── DATA TO EXAMINE

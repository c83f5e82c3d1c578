use crate::config::TelemetryConfig;
use std::fmt;
use tracing_subscriber::filter::ParseError;
use tracing_subscriber::EnvFilter;

/// Directives appended to the fallback filter so HTTP client chatter stays out of the
/// decision log.
const QUIET_DEPENDENCIES: &[&str] = &["hyper=warn", "reqwest=warn", "h2=warn"];

#[derive(Debug)]
pub enum TelemetryError {
    EnvFilter { value: String, source: ParseError },
    Subscriber(Box<dyn std::error::Error + Send + Sync>),
}

impl fmt::Display for TelemetryError {
    fn fmt(&self, f: &mut fmt::Formatter<'_>) -> fmt::Result {
        match self {
            TelemetryError::EnvFilter { value, .. } => {
                write!(
                    f,
                    "invalid log level/filter '{}': unable to build EnvFilter",
                    value
                )
            }
            TelemetryError::Subscriber(err) => write!(f, "telemetry error: {err}"),
        }
    }
}

impl std::error::Error for TelemetryError {
    fn source(&self) -> Option<&(dyn std::error::Error + 'static)> {
        match self {
            TelemetryError::EnvFilter { source, .. } => Some(source),
            TelemetryError::Subscriber(err) => Some(&**err),
        }
    }
}

/// `RUST_LOG` wins; otherwise `APP_LOG_LEVEL` plus the dependency quieting directives.
pub fn filter_for(config: &TelemetryConfig) -> Result<EnvFilter, TelemetryError> {
    if let Ok(filter) = EnvFilter::try_from_default_env() {
        return Ok(filter);
    }

    let mut directives = vec![config.log_level.trim().to_string()];
    directives.extend(QUIET_DEPENDENCIES.iter().map(|directive| directive.to_string()));
    EnvFilter::try_new(directives.join(",")).map_err(|source| TelemetryError::EnvFilter {
        value: config.log_level.clone(),
        source,
    })
}

pub fn init(config: &TelemetryConfig) -> Result<(), TelemetryError> {
    let env_filter = filter_for(config)?;

    tracing_subscriber::fmt()
        .with_env_filter(env_filter)
        .with_target(false)
        .compact()
        .with_ansi(false)
        .try_init()
        .map_err(TelemetryError::Subscriber)
}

────

§ TASK ITEM:
For this exercise, set down all of the entries again word for word.

§ RESULT OF THE EXERCISE:
repository c83f5e82c3d1c578
use crate::config::TelemetryConfig;
use std::fmt;
use tracing_subscriber::filter::ParseError;
use tracing_subscriber::EnvFilter;

/// Directives appended to the fallback filter so HTTP client chatter stays out of the
/// decision log.
const QUIET_DEPENDENCIES: &[&str] = &["hyper=warn", "reqwest=warn", "h2=warn"];

#[derive(Debug)]
pub enum TelemetryError {
    EnvFilter { value: String, source: ParseError },
    Subscriber(Box<dyn std::error::Error + Send + Sync>),
}

impl fmt::Display for TelemetryError {
    fn fmt(&self, f: &mut fmt::Formatter<'_>) -> fmt::Result {
        match self {
            TelemetryError::EnvFilter { value, .. } => {
                write!(
                    f,
                    "invalid log level/filter '{}': unable to build EnvFilter",
                    value
                )
            }
            TelemetryError::Subscriber(err) => write!(f, "telemetry error: {err}"),
        }
    }
}

impl std::error::Error for TelemetryError {
    fn source(&self) -> Option<&(dyn std::error::Error + 'static)> {
        match self {
            TelemetryError::EnvFilter { source, .. } => Some(source),
            TelemetryError::Subscriber(err) => Some(&**err),
        }
    }
}

/// `RUST_LOG` wins; otherwise `APP_LOG_LEVEL` plus the dependency quieting directives.
pub fn filter_for(config: &TelemetryConfig) -> Result<EnvFilter, TelemetryError> {
    if let Ok(filter) = EnvFilter::try_from_default_env() {
        return Ok(filter);
    }

    let mut directives = vec![config.log_level.trim().to_string()];
    directives.extend(QUIET_DEPENDENCIES.iter().map(|directive| directive.to_string()));
    EnvFilter::try_new(directives.join(",")).map_err(|source| TelemetryError::EnvFilter {
        value: config.log_level.clone(),
        source,
    })
}

pub fn init(config: &TelemetryConfig) -> Result<(), TelemetryError> {
    let env_filter = filter_for(config)?;

    tracing_subscriber::fmt()
        .with_env_filter(env_filter)
        .with_target(false)
        .compact()
        .with_ansi(false)
        .try_init()
        .map_err(TelemetryError::Subscriber)
}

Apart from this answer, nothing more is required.